Similarly, the San Francisco-based AI startup Writer has released open-source and proprietary language models aimed at helping businesses write content. Its open models are less powerful than its paid models, said Writer co-founder and Chief Executive May Habib.
Sim Simeonov, chief technology officer of healthcare technology services and marketing firm Real Chemistry, said the choice isn’t about open or closed models from vendors like Writer, but selecting technology that meets a company’s technical, legal and business needs.
The ecosystem effect
Global venture-capital funding for open-source AI startups rose from $900 million in 2022 to $2.9 billion last year, according to PitchBook. That’s partly because investors are attracted to the fact that open-source companies can rapidly innovate through the legions of independent developers they draw, said Madrona Venture Group partner Jon Turow.
Cerebras, a chip startup that has raised $750 million, makes money by selling AI chips and model-building services. It develops open-source models not because they are profitable, but because it can help woo developers, said co-founder and Chief Executive Andrew Feldman.
Open-source also helps create a platform or ecosystem of software and services for the technology, which other startups can sell.
Among them, Together AI this month raised $106 million from Salesforce Ventures and other investors, valuing the firm at $1.25 billion.

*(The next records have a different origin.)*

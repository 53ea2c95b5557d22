// 8.0: matching and netting engine plus order intake. every entry point
// funnels into the shared settlement in settle.rs, one atomic transaction
// per settled order. dependencies are injected at construction; the engine
// owns no state beyond its ledger handle.

mod intake;
mod limits;
mod results;
mod settle;
mod sweep;

pub use intake::OrderRequest;
pub use results::{EngineError, MatchSummary, OrderAck, SweepResult};

use crate::config::EngineConfig;
use crate::store::Ledger;
use std::sync::Arc;

#[derive(Debug, Clone)]
pub struct Engine {
    ledger: Ledger,
    config: Arc<EngineConfig>,
}

impl Engine {
    pub fn new(ledger: Ledger, config: EngineConfig) -> Self {
        Self {
            ledger,
            config: Arc::new(config),
        }
    }

    pub fn ledger(&self) -> &Ledger {
        &self.ledger
    }
}
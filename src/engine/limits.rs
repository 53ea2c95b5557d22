//! Opportunistic limit matching against trade prints.

use super::results::MatchSummary;
use super::Engine;
use crate::types::{OrderId, Symbol};
use rust_decimal::Decimal;
use std::collections::HashSet;
use tracing::{debug, error};

impl Engine {
    /// Settle every PENDING limit order on `symbol` crossed by a trade
    /// print at `trade_price`: BUY orders priced at or above it, SELL
    /// orders at or below it.
    ///
    /// Orders are claimed one at a time with skip-if-held semantics and
    /// each settles in its own transaction at its own limit price (full
    /// fill, no price improvement). Concurrent matchers racing over the
    /// same print settle each order exactly once: whichever transaction
    /// commits first flips the order off PENDING and the loser's claim
    /// pass skips it. A failed settlement rolls back, is logged, and the
    /// remaining orders still settle.
    pub async fn match_limits(&self, symbol: &Symbol, trade_price: Decimal) -> MatchSummary {
        let mut summary = MatchSummary::default();
        let mut skip: HashSet<OrderId> = HashSet::new();

        loop {
            let mut tx = self.ledger.begin().await;
            let Some(order) = tx.claim_next_crossed(symbol, trade_price, &skip) else {
                break;
            };
            let Some(limit_price) = order.price else {
                // A PENDING limit row without a price cannot settle; leave it.
                skip.insert(order.id);
                summary.failed += 1;
                continue;
            };

            match self.settle_fill(&mut tx, order.id, order.quantity, limit_price) {
                Ok(()) => {
                    tx.commit();
                    summary.settled += 1;
                    debug!(order_id = order.id.0, price = %limit_price, "limit order filled");
                }
                Err(err) => {
                    tx.rollback();
                    skip.insert(order.id);
                    summary.failed += 1;
                    error!(order_id = order.id.0, error = %err, "limit settlement failed");
                }
            }
        }

        summary
    }
}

The startup has released its own open models, but primarily sells tools that make it cheaper and faster for businesses to use open-source models developed by others, said co-founder and CEO Vipul Ved Prakash.
Hugging Face, which has raised nearly $400 million from tech giants including
Alphabet
and
Nvidia
, helped develop the open-source BLOOM and StarCoder models. Rather than focusing on developing models, however, the startup sells compute power and enterprise support for other open models and its open-source model-sharing platform, said Jeff Boudier, head of product at Hugging Face.

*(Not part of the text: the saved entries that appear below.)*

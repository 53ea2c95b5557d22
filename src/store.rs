// 7.0: the transactional ledger. five relations plus the book snapshot,
// accessed only through transaction-scoped handles.
//
// `Ledger::begin` hands out a `LedgerTx` that owns the store for its
// lifetime: transactions serialize, and every one is all-or-nothing via a
// snapshot taken at begin. Dropping a handle without `commit` rolls back.
// Order claiming skips rows already held, so no two settlement paths ever
// fill the same order. Mutual exclusion lives here, not in the engine.

use crate::account::Account;
use crate::book::SymbolBook;
use crate::bracket::{self, LeverageBracket};
use crate::order::Order;
use crate::position::Position;
use crate::trade::Trade;
use crate::types::{
    AccountId, BookSide, OrderId, OrderSide, OrderStatus, OrderType, PositionId, PositionSide,
    PositionStatus, Symbol, Timestamp, TradeId,
};
use rust_decimal::Decimal;
use serde::{Deserialize, Serialize};
use std::collections::{BTreeMap, HashMap, HashSet};
use std::sync::Arc;
use tokio::sync::{Mutex, OwnedMutexGuard};

#[derive(Debug, Clone, Default, Serialize, Deserialize)]
struct LedgerState {
    accounts: BTreeMap<AccountId, Account>,
    orders: BTreeMap<OrderId, Order>,
    positions: BTreeMap<PositionId, Position>,
    trades: Vec<Trade>,
    brackets: Vec<LeverageBracket>,
    books: HashMap<Symbol, SymbolBook>,
    next_account_id: u64,
    next_order_id: u64,
    next_position_id: u64,
    next_trade_id: u64,
}

#[derive(Debug, Clone, thiserror::Error)]
pub enum StoreError {
    #[error("account {0:?} not found")]
    MissingAccount(AccountId),

    #[error("order {0:?} not found")]
    MissingOrder(OrderId),

    #[error("position {0:?} not found")]
    MissingPosition(PositionId),
}

/// Shared handle to the ledger. Cheap to clone; each flow holds its own.
#[derive(Debug, Clone, Default)]
pub struct Ledger {
    inner: Arc<Mutex<LedgerState>>,
}

impl Ledger {
    pub fn new() -> Self {
        Self::default()
    }

    /// Open a transaction. Blocks until any in-flight transaction commits
    /// or rolls back.
    pub async fn begin(&self) -> LedgerTx {
        let guard = Arc::clone(&self.inner).lock_owned().await;
        let snapshot = guard.clone();
        LedgerTx {
            guard,
            snapshot: Some(snapshot),
            claimed: HashSet::new(),
        }
    }
}

/// Transaction-scoped handle. All reads and writes go through one of these.
pub struct LedgerTx {
    guard: OwnedMutexGuard<LedgerState>,
    snapshot: Option<LedgerState>,
    /// Orders claimed for settlement within this transaction.
    claimed: HashSet<OrderId>,
}

impl LedgerTx {
    pub fn commit(mut self) {
        self.snapshot = None;
    }

    pub fn rollback(self) {
        // drop restores the snapshot
    }

    // -- accounts -----------------------------------------------------------

    pub fn create_account(&mut self, owner: &str, starting_balance: Decimal, now: Timestamp) -> AccountId {
        self.guard.next_account_id += 1;
        let id = AccountId(self.guard.next_account_id);
        let account = Account::new(id, owner, starting_balance, now);
        self.guard.accounts.insert(id, account);
        id
    }

    pub fn account(&self, id: AccountId) -> Result<&Account, StoreError> {
        self.guard.accounts.get(&id).ok_or(StoreError::MissingAccount(id))
    }

    pub fn account_mut(&mut self, id: AccountId) -> Result<&mut Account, StoreError> {
        self.guard.accounts.get_mut(&id).ok_or(StoreError::MissingAccount(id))
    }

    pub fn account_by_owner(&self, owner: &str) -> Option<&Account> {
        self.guard.accounts.values().find(|a| a.owner == owner)
    }

    pub fn accounts(&self) -> Vec<Account> {
        self.guard.accounts.values().cloned().collect()
    }

    // -- orders -------------------------------------------------------------

    pub fn next_order_id(&mut self) -> OrderId {
        self.guard.next_order_id += 1;
        OrderId(self.guard.next_order_id)
    }

    pub fn insert_order(&mut self, order: Order) {
        self.guard.orders.insert(order.id, order);
    }

    pub fn order(&self, id: OrderId) -> Result<&Order, StoreError> {
        self.guard.orders.get(&id).ok_or(StoreError::MissingOrder(id))
    }

    pub fn order_mut(&mut self, id: OrderId) -> Result<&mut Order, StoreError> {
        self.guard.orders.get_mut(&id).ok_or(StoreError::MissingOrder(id))
    }

    pub fn orders_for_account(
        &self,
        account_id: AccountId,
        symbol: Option<&Symbol>,
        status: Option<OrderStatus>,
    ) -> Vec<Order> {
        self.guard
            .orders
            .values()
            .filter(|o| o.account_id == account_id)
            .filter(|o| symbol.map_or(true, |s| o.symbol == *s))
            .filter(|o| status.map_or(true, |st| o.status == st))
            .cloned()
            .collect()
    }

    /// Claim the next PENDING limit order on `symbol` crossed by a print at
    /// `trade_price`. Rows already claimed in this transaction or listed in
    /// `skip` are passed over (claim-and-skip-if-held); exclusion across
    /// transactions comes from order status flips committed by the winner.
    pub fn claim_next_crossed(
        &mut self,
        symbol: &Symbol,
        trade_price: Decimal,
        skip: &HashSet<OrderId>,
    ) -> Option<Order> {
        let claimed = &self.claimed;
        let next = self
            .guard
            .orders
            .values()
            .find(|o| {
                o.symbol == *symbol
                    && o.order_type == OrderType::Limit
                    && o.status == OrderStatus::Pending
                    && !claimed.contains(&o.id)
                    && !skip.contains(&o.id)
                    && o.is_crossed_by(trade_price)
            })
            .cloned();

        if let Some(order) = &next {
            self.claimed.insert(order.id);
        }
        next
    }

    // -- positions ----------------------------------------------------------

    pub fn next_position_id(&mut self) -> PositionId {
        self.guard.next_position_id += 1;
        PositionId(self.guard.next_position_id)
    }

    pub fn insert_position(&mut self, position: Position) {
        debug_assert!(
            self.open_position(position.account_id, &position.symbol, position.side)
                .is_none(),
            "at most one OPEN position per (account, symbol, side)"
        );
        self.guard.positions.insert(position.id, position);
    }

    pub fn position(&self, id: PositionId) -> Result<&Position, StoreError> {
        self.guard.positions.get(&id).ok_or(StoreError::MissingPosition(id))
    }

    pub fn position_mut(&mut self, id: PositionId) -> Result<&mut Position, StoreError> {
        self.guard.positions.get_mut(&id).ok_or(StoreError::MissingPosition(id))
    }

    /// The account's single OPEN position on (symbol, side), if any.
    pub fn open_position(
        &self,
        account_id: AccountId,
        symbol: &Symbol,
        side: PositionSide,
    ) -> Option<&Position> {
        self.guard.positions.values().find(|p| {
            p.account_id == account_id
                && p.symbol == *symbol
                && p.side == side
                && p.status == PositionStatus::Open
        })
    }

    pub fn open_positions(&self) -> Vec<Position> {
        self.guard
            .positions
            .values()
            .filter(|p| p.status == PositionStatus::Open)
            .cloned()
            .collect()
    }

    pub fn open_positions_for(&self, account_id: AccountId) -> Vec<Position> {
        self.guard
            .positions
            .values()
            .filter(|p| p.account_id == account_id && p.status == PositionStatus::Open)
            .cloned()
            .collect()
    }

    // -- trades -------------------------------------------------------------

    #[allow(clippy::too_many_arguments)]
    pub fn record_trade(
        &mut self,
        order_id: Option<OrderId>,
        account_id: AccountId,
        symbol: Symbol,
        side: OrderSide,
        quantity: Decimal,
        price: Decimal,
        realized_pnl: Decimal,
        now: Timestamp,
    ) -> TradeId {
        self.guard.next_trade_id += 1;
        let id = TradeId(self.guard.next_trade_id);
        self.guard.trades.push(Trade {
            id,
            order_id,
            account_id,
            symbol,
            side,
            quantity,
            price,
            realized_pnl,
            executed_at: now,
        });
        id
    }

    pub fn trades(&self) -> &[Trade] {
        &self.guard.trades
    }

    // -- leverage brackets --------------------------------------------------

    pub fn seed_brackets(&mut self, brackets: Vec<LeverageBracket>) {
        self.guard.brackets = brackets;
    }

    pub fn brackets_for(&self, symbol: &Symbol) -> Vec<LeverageBracket> {
        let mut rows: Vec<LeverageBracket> = self
            .guard
            .brackets
            .iter()
            .filter(|b| b.symbol == *symbol)
            .cloned()
            .collect();
        rows.sort_by_key(|b| b.bracket_id);
        rows
    }

    pub fn maint_margin_rate(&self, symbol: &Symbol, notional: Decimal, default_rate: Decimal) -> Decimal {
        bracket::maint_margin_rate(&self.guard.brackets, symbol, notional, default_rate)
    }

    // -- book snapshot ------------------------------------------------------

    pub fn apply_depth(&mut self, symbol: &Symbol, side: BookSide, price: Decimal, quantity: Decimal) {
        let book = self.guard.books.entry(symbol.clone()).or_default();
        book.apply(side, price, quantity);
        if book.is_empty() {
            self.guard.books.remove(symbol);
        }
    }

    pub fn book(&self, symbol: &Symbol) -> Option<&SymbolBook> {
        self.guard.books.get(symbol)
    }

    /// Current bid/ask midpoints for every symbol with a two-sided book.
    pub fn mark_prices(&self) -> HashMap<Symbol, Decimal> {
        self.guard
            .books
            .iter()
            .filter_map(|(symbol, book)| book.mid_price().map(|mid| (symbol.clone(), mid)))
            .collect()
    }
}

impl Drop for LedgerTx {
    fn drop(&mut self) {
        if let Some(snapshot) = self.snapshot.take() {
            *self.guard = snapshot;
        }
    }
}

“Open models tend to create an ecosystem, whereas closed models just tend to find customers,” he said. “That’s a ten, one hundred times multiplier.”
‘Uncharted territory’
Unlike open-source software, which was developed decades ago, the commercialization of open-source AI is “very much uncharted territory,” Boudier added.

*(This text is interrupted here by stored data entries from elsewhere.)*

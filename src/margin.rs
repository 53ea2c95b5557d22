//! Margin arithmetic: reservations, liquidation prices, the bankruptcy clamp.
//!
//! Initial margin for a fill is notional divided by leverage. The liquidation
//! price leaves a buffer of `1/leverage - mmr` between entry and forced close,
//! where `mmr` is the maintenance margin rate from the symbol's leverage
//! bracket.

use crate::types::{Leverage, PositionSide};
use rust_decimal::Decimal;
use rust_decimal_macros::dec;

/// Margin required to carry `quantity` at `price` under `leverage`.
pub fn required_margin(price: Decimal, quantity: Decimal, leverage: Leverage) -> Decimal {
    price * quantity / Decimal::from(leverage.value())
}

/// Price at which an isolated position is force-closed.
///
/// LONG:  entry * (1 - 1/leverage + mmr)
/// SHORT: entry * (1 + 1/leverage - mmr)
pub fn liquidation_price(
    entry_price: Decimal,
    leverage: Leverage,
    side: PositionSide,
    maint_margin_rate: Decimal,
) -> Decimal {
    let imf = leverage.fraction();
    let liq = match side {
        PositionSide::Long => entry_price * (Decimal::ONE - imf + maint_margin_rate),
        PositionSide::Short => entry_price * (Decimal::ONE + imf - maint_margin_rate),
    };
    liq.max(dec!(0.0001))
}

/// Isolated-margin backstop: a closing loss never exceeds the pledged margin.
pub fn clamp_isolated_loss(pnl: Decimal, pledged_margin: Decimal) -> Decimal {
    pnl.max(-pledged_margin)
}

#[cfg(test)]
mod tests {
    use super::*;
    use rust_decimal_macros::dec;

    #[test]
    fn required_margin_scales_with_leverage() {
        let lev_10x = Leverage::new(10).unwrap();
        assert_eq!(required_margin(dec!(50000), dec!(1), lev_10x), dec!(5000));

        let lev_1x = Leverage::new(1).unwrap();
        assert_eq!(required_margin(dec!(50000), dec!(1), lev_1x), dec!(50000));
    }

    #[test]
    fn liquidation_price_long_10x() {
        // 50000 * (1 - 0.1 + 0.004) = 45200
        let liq = liquidation_price(
            dec!(50000),
            Leverage::new(10).unwrap(),
            PositionSide::Long,
            dec!(0.004),
        );
        assert_eq!(liq, dec!(45200));
    }

    #[test]
    fn liquidation_price_short_10x() {
        // 50000 * (1 + 0.1 - 0.004) = 54800
        let liq = liquidation_price(
            dec!(50000),
            Leverage::new(10).unwrap(),
            PositionSide::Short,
            dec!(0.004),
        );
        assert_eq!(liq, dec!(54800));
    }

    #[test]
    fn liquidation_price_floors_above_zero() {
        // 1x long with a tiny mmr would otherwise land at ~0
        let liq = liquidation_price(
            dec!(0.0001),
            Leverage::new(1).unwrap(),
            PositionSide::Long,
            dec!(0.004),
        );
        assert!(liq >= dec!(0.0001));
    }

    #[test]
    fn bankruptcy_clamp() {
        assert_eq!(clamp_isolated_loss(dec!(-150), dec!(100)), dec!(-100));
        assert_eq!(clamp_isolated_loss(dec!(-50), dec!(100)), dec!(-50));
        assert_eq!(clamp_isolated_loss(dec!(75), dec!(100)), dec!(75));
    }
}
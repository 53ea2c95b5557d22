//! Shared settlement: the one place fills become positions, balances and
//! trades. Both the market path and the limit matcher land here, inside a
//! transaction the caller commits or rolls back as a whole.

use super::results::EngineError;
use super::Engine;
use crate::margin::{clamp_isolated_loss, liquidation_price, required_margin};
use crate::position::Position;
use crate::store::LedgerTx;
use crate::types::{OrderId, OrderType, Timestamp};
use rust_decimal::Decimal;

impl Engine {
    /// Settle a fill of `fill_qty` at `fill_price` for `order_id`.
    ///
    /// 1. the order is marked filled;
    /// 2. a LIMIT order's reservation is released in full (the residual
    ///    below re-reserves exactly what it needs, so a netted portion's
    ///    excess flows back to available);
    /// 3. an opposite OPEN position is netted first, realizing clamped pnl;
    /// 4. any residual opens or extends the same-side position;
    /// 5. trade rows are appended for the close and/or the open.
    ///
    /// Any error leaves the transaction for the caller to roll back; an
    /// order never ends FILLED without its account and position effects.
    pub(super) fn settle_fill(
        &self,
        tx: &mut LedgerTx,
        order_id: OrderId,
        fill_qty: Decimal,
        fill_price: Decimal,
    ) -> Result<(), EngineError> {
        let now = Timestamp::now();
        let order = tx.order(order_id)?.clone();

        tx.order_mut(order_id)?.record_fill(fill_qty, fill_price, now);

        if order.order_type == OrderType::Limit && order.reserved_margin > Decimal::ZERO {
            tx.account_mut(order.account_id)?
                .release_margin(order.reserved_margin, now);
            tx.order_mut(order_id)?.reserved_margin = Decimal::ZERO;
        }

        // Netting: close opposite exposure before opening any.
        let mut remaining = fill_qty;
        let mut close_trade = None;
        if let Some(pos) = tx
            .open_position(order.account_id, &order.symbol, order.side.closes())
            .cloned()
        {
            let close_qty = remaining.min(pos.quantity);
            let raw_pnl = (fill_price - pos.entry_price) * close_qty * pos.side.sign();

            let released = tx.position_mut(pos.id)?.reduce(close_qty, now);
            let pnl = clamp_isolated_loss(raw_pnl, released);
            tx.account_mut(order.account_id)?.apply_close(released, pnl, now);

            remaining -= close_qty;
            close_trade = Some((close_qty, pnl));
        }

        // Residual opens or extends the same side.
        let mut open_trade = None;
        if remaining > Decimal::ZERO {
            let new_margin = required_margin(fill_price, remaining, order.leverage);
            tx.account_mut(order.account_id)?
                .reserve_margin(new_margin, now)?;

            let open_side = order.side.opens();
            match tx
                .open_position(order.account_id, &order.symbol, open_side)
                .map(|p| p.id)
            {
                Some(pos_id) => {
                    tx.position_mut(pos_id)?
                        .extend(remaining, fill_price, new_margin, now);
                }
                None => {
                    let notional = fill_price * remaining;
                    let mmr = tx.maint_margin_rate(
                        &order.symbol,
                        notional,
                        self.config.default_maint_margin_rate,
                    );
                    let liq = liquidation_price(fill_price, order.leverage, open_side, mmr);
                    let id = tx.next_position_id();
                    tx.insert_position(Position::open(
                        id,
                        order.account_id,
                        order.symbol.clone(),
                        open_side,
                        remaining,
                        fill_price,
                        order.leverage,
                        new_margin,
                        Some(liq),
                        now,
                    ));
                }
            }
            open_trade = Some(remaining);
        }

        if let Some((qty, pnl)) = close_trade {
            tx.record_trade(
                Some(order_id),
                order.account_id,
                order.symbol.clone(),
                order.side,
                qty,
                fill_price,
                pnl,
                now,
            );
        }
        if let Some(qty) = open_trade {
            tx.record_trade(
                Some(order_id),
                order.account_id,
                order.symbol.clone(),
                order.side,
                qty,
                fill_price,
                Decimal::ZERO,
                now,
            );
        }

        debug_assert!(tx
            .account(order.account_id)
            .map(|a| a.balanced())
            .unwrap_or(false));

        Ok(())
    }
}
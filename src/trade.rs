// 5.0: append-only execution records. one settled order yields up to two
// rows: a netting close carrying realized pnl and a fresh open with pnl 0.
// liquidations append one row with no order reference.

use crate::types::{AccountId, OrderId, OrderSide, Symbol, Timestamp, TradeId};
use rust_decimal::Decimal;
use serde::{Deserialize, Serialize};

#[derive(Debug, Clone, Serialize, Deserialize)]
pub struct Trade {
    pub id: TradeId,
    /// None for liquidation trades, which have no originating order.
    pub order_id: Option<OrderId>,
    pub account_id: AccountId,
    pub symbol: Symbol,
    pub side: OrderSide,
    pub quantity: Decimal,
    pub price: Decimal,
    pub realized_pnl: Decimal,
    pub executed_at: Timestamp,
}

For one, AI models require more capital than software. Big tech firms like Microsoft and Alphabet have the deep pockets to buy Nvidia graphics processing units, or GPUs, and put billions into building their AI.

Another challenge is the difficulty of porting software licenses, which were designed for computer code, to AI models, which consist of numerical parameters or “weights,” training data, and other components—largely what are considered “math,” said Mark Shuttleworth, founder and CEO of Canonical, a company that sells commercial services for the open-source Ubuntu technology.
While efforts are being made, there’s also not yet a standard definition or set of licenses for open-source AI. Some companies have chosen to release only certain elements of their AI models, which limits their technical usefulness for others.
For instance, companies like Meta call their models open source while restricting certain usage, said Lawrence Lessig, a professor at Harvard Law School who studies tech and policy. Llama 2’s community license lets developers use it commercially, but requires seeking Meta’s permission for use in a product with over 700 million monthly users. A Meta representative said the company’s open approach is to help resource-constrained companies and developers access AI, and allows the AI community to “advance the state-of-the-art in safety and overall model performance while balancing responsibility concerns.”
So far, licensing has prevented some companies from open-sourcing their AI models, Shuttleworth said. “Once you have a license that lots of people understand,” he said, “there’s broad understanding of what we can do that’s not going to get taken away.”